* _Problem statement_
Take the records below and retype them line by line, from the first line through the one containing "one variant applies."; stop there.

Start of Given data

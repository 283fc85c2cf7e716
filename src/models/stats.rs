//! Derived statistics models.
//!
//! Everything here is computed from the match collection on demand and has
//! no lifecycle of its own; the types are serializable so snapshots can be
//! written to the derived-data directory.

use serde::{Deserialize, Serialize};

use super::{PlayerId, ShotType};

/// Result of a single match from our team's perspective.
#[derive(Debug, Clone, Copy, PartialEq, Eq, Serialize, Deserialize)]
pub enum MatchResult {
    #[serde(rename = "W")]
    Win,
    #[serde(rename = "D")]
    Draw,
    #[serde(rename = "V")]
    Loss,
}

impl MatchResult {
    /// Classify a final score. Exactly one variant applies.
    pub fn from_scores(score: u32, opponent_score: u32) -> Self {
        if score > opponent_score {
            MatchResult::Win
        } else if score == opponent_score {
            MatchResult::Draw
        } else {
            MatchResult::Loss
        }
    }

    /// Single-letter form code (V is the loss code in the original app).
    pub fn code(&self) -> &'static str {
        match self {
            MatchResult::Win => "W",
            MatchResult::Draw => "D",
            MatchResult::Loss => "V",
        }
    }
}

impl std::fmt::Display for MatchResult {
    fn fmt(&self, f: &mut std::fmt::Formatter<'_>) -> std::fmt::Result {
        write!(f, "{}", self.code())
    }
}

/// Season totals for a team.
#[derive(Debug, Clone, Default, PartialEq, Serialize, Deserialize)]
pub struct TeamSeasonSummary {
    /// Finished matches counted
    pub matches: u32,

    pub wins: u32,
    pub draws: u32,
    pub losses: u32,

    pub goals_for: u32,
    pub goals_against: u32,

    /// goals_for - goals_against (signed)
    pub goal_difference: i64,

    /// Attempts across every player and shot type
    pub total_attempts: u32,

    /// round(goals_for / total_attempts * 100), 0 without attempts
    pub shot_percentage: u32,
}

/// Head-to-head record against one opponent.
#[derive(Debug, Clone, PartialEq, Serialize, Deserialize)]
pub struct OpponentRecord {
    /// Opponent name exactly as stored (grouping is case-sensitive)
    pub opponent: String,

    pub played: u32,
    pub wins: u32,
    pub draws: u32,
    pub losses: u32,
    pub goals_for: u32,
    pub goals_against: u32,

    /// round(wins / played * 100)
    pub win_percentage: u32,
}

/// Per-calendar-month aggregates, UTC year-month of the match date.
#[derive(Debug, Clone, PartialEq, Serialize, Deserialize)]
pub struct MonthlyTrendBucket {
    pub year: i32,

    /// 1-based month
    pub month: u32,

    /// Short lowercase label, e.g. "jan '24"
    pub label: String,

    pub matches: u32,
    pub wins: u32,
    pub goals_for: u32,
    pub goals_against: u32,
}

/// One player's season totals.
#[derive(Debug, Clone, PartialEq, Serialize, Deserialize)]
pub struct PlayerSeasonStat {
    pub player_id: PlayerId,
    pub name: String,

    pub goals: u32,
    pub attempts: u32,

    /// Matches the player appeared in
    pub matches: u32,

    pub percentage: u32,

    /// Goals per match, one decimal
    pub goals_per_match: f64,
}

/// Cumulative totals for one shot type.
#[derive(Debug, Clone, PartialEq, Serialize, Deserialize)]
pub struct ShotTypeTotals {
    pub shot_type: ShotType,
    pub label: String,
    pub goals: u32,
    pub attempts: u32,
    pub percentage: u32,
}

/// One player's career totals with per-shot-type breakdown.
#[derive(Debug, Clone, PartialEq, Serialize, Deserialize)]
pub struct PlayerCareerStat {
    pub player_id: PlayerId,
    pub name: String,

    pub goals: u32,
    pub attempts: u32,
    pub matches: u32,
    pub percentage: u32,
    pub goals_per_match: f64,

    /// All 7 shot types in canonical order
    pub by_type: Vec<ShotTypeTotals>,

    /// Shot type with the most career goals; canonical order breaks ties;
    /// `None` when the player never scored
    pub best_shot_type: Option<ShotType>,
}

/// One entry of the recent-form sequence, most recent first.
#[derive(Debug, Clone, PartialEq, Serialize, Deserialize)]
pub struct FormEntry {
    pub match_id: super::MatchId,
    pub opponent: String,
    pub score: u32,
    pub opponent_score: u32,
    pub date: String,
    pub result: MatchResult,
}

/// Direction of a shot type's recent success rate against the season rate.
#[derive(Debug, Clone, Copy, PartialEq, Eq, Serialize, Deserialize)]
#[serde(rename_all = "lowercase")]
pub enum Trend {
    Up,
    Down,
    Stable,
}

/// Goals/attempts/percentage over one window.
#[derive(Debug, Clone, Copy, Default, PartialEq, Serialize, Deserialize)]
pub struct WindowTotals {
    pub goals: u32,
    pub attempts: u32,
    pub pct: u32,
}

/// Season-vs-recent comparison for one shot type.
#[derive(Debug, Clone, PartialEq, Serialize, Deserialize)]
pub struct ShotTypeTrend {
    pub shot_type: ShotType,
    pub label: String,
    pub season: WindowTotals,
    pub recent: WindowTotals,

    /// recent.pct - season.pct (signed percentage points)
    pub diff: i64,

    pub trend: Trend,
}

/// Shot-type trend report over the most recent matches.
#[derive(Debug, Clone, PartialEq, Serialize, Deserialize)]
pub struct ShotTypeTrendReport {
    /// min(requested window, finished match count)
    pub used_matches: u32,

    /// All 7 shot types in canonical order
    pub entries: Vec<ShotTypeTrend>,
}

/// Top scorer over the trailing 30-day window.
#[derive(Debug, Clone, PartialEq, Serialize, Deserialize)]
pub struct PlayerOfMonth {
    pub player_id: PlayerId,
    pub name: String,
    pub goals: u32,
}

/// One reconstructed goal event of a match timeline.
#[derive(Debug, Clone, PartialEq, Serialize, Deserialize)]
pub struct TimelineEvent {
    /// Display name of the scoring side
    pub team: String,

    /// Scorer, or the conceding defender for legacy opponent goals
    pub player: String,

    pub shot_type_label: String,

    /// True when our team scored
    pub is_own: bool,

    /// Absent for own-team events replayed from legacy counters
    pub timestamp: Option<String>,
}

#[cfg(test)]
mod tests {
    use super::*;

    #[test]
    fn test_match_result_classification() {
        assert_eq!(MatchResult::from_scores(18, 15), MatchResult::Win);
        assert_eq!(MatchResult::from_scores(12, 12), MatchResult::Draw);
        assert_eq!(MatchResult::from_scores(9, 21), MatchResult::Loss);
    }

    #[test]
    fn test_match_result_codes() {
        assert_eq!(MatchResult::Win.code(), "W");
        assert_eq!(MatchResult::Draw.code(), "D");
        assert_eq!(MatchResult::Loss.code(), "V");
    }

    #[test]
    fn test_match_result_serializes_as_code() {
        assert_eq!(serde_json::to_string(&MatchResult::Loss).unwrap(), "\"V\"");
    }

    #[test]
    fn test_trend_serializes_lowercase() {
        assert_eq!(serde_json::to_string(&Trend::Up).unwrap(), "\"up\"");
        assert_eq!(serde_json::to_string(&Trend::Stable).unwrap(), "\"stable\"");
    }

    #[test]
    fn test_team_season_summary_default_is_all_zero() {
        let summary = TeamSeasonSummary::default();
        assert_eq!(summary.matches, 0);
        assert_eq!(summary.goal_difference, 0);
        assert_eq!(summary.shot_percentage, 0);
    }

    #[test]
    fn test_summary_serialization_round_trip() {
        let summary = TeamSeasonSummary {
            matches: 3,
            wins: 2,
            draws: 0,
            losses: 1,
            goals_for: 51,
            goals_against: 44,
            goal_difference: 7,
            total_attempts: 130,
            shot_percentage: 39,
        };
        let json = serde_json::to_string(&summary).unwrap();
        let back: TeamSeasonSummary = serde_json::from_str(&json).unwrap();
        assert_eq!(summary, back);
    }
}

End of Given data

* _Exercise output_
repository 283fc85c2cf7e716
filename src/models/stats.rs
//! Derived statistics models.
//!
//! Everything here is computed from the match collection on demand and has
//! no lifecycle of its own; the types are serializable so snapshots can be
//! written to the derived-data directory.

use serde::{Deserialize, Serialize};

use super::{PlayerId, ShotType};

/// Result of a single match from our team's perspective.
#[derive(Debug, Clone, Copy, PartialEq, Eq, Serialize, Deserialize)]
pub enum MatchResult {
    #[serde(rename = "W")]
    Win,
    #[serde(rename = "D")]
    Draw,
    #[serde(rename = "V")]
    Loss,
}

impl MatchResult {
    /// Classify a final score. Exactly one variant applies.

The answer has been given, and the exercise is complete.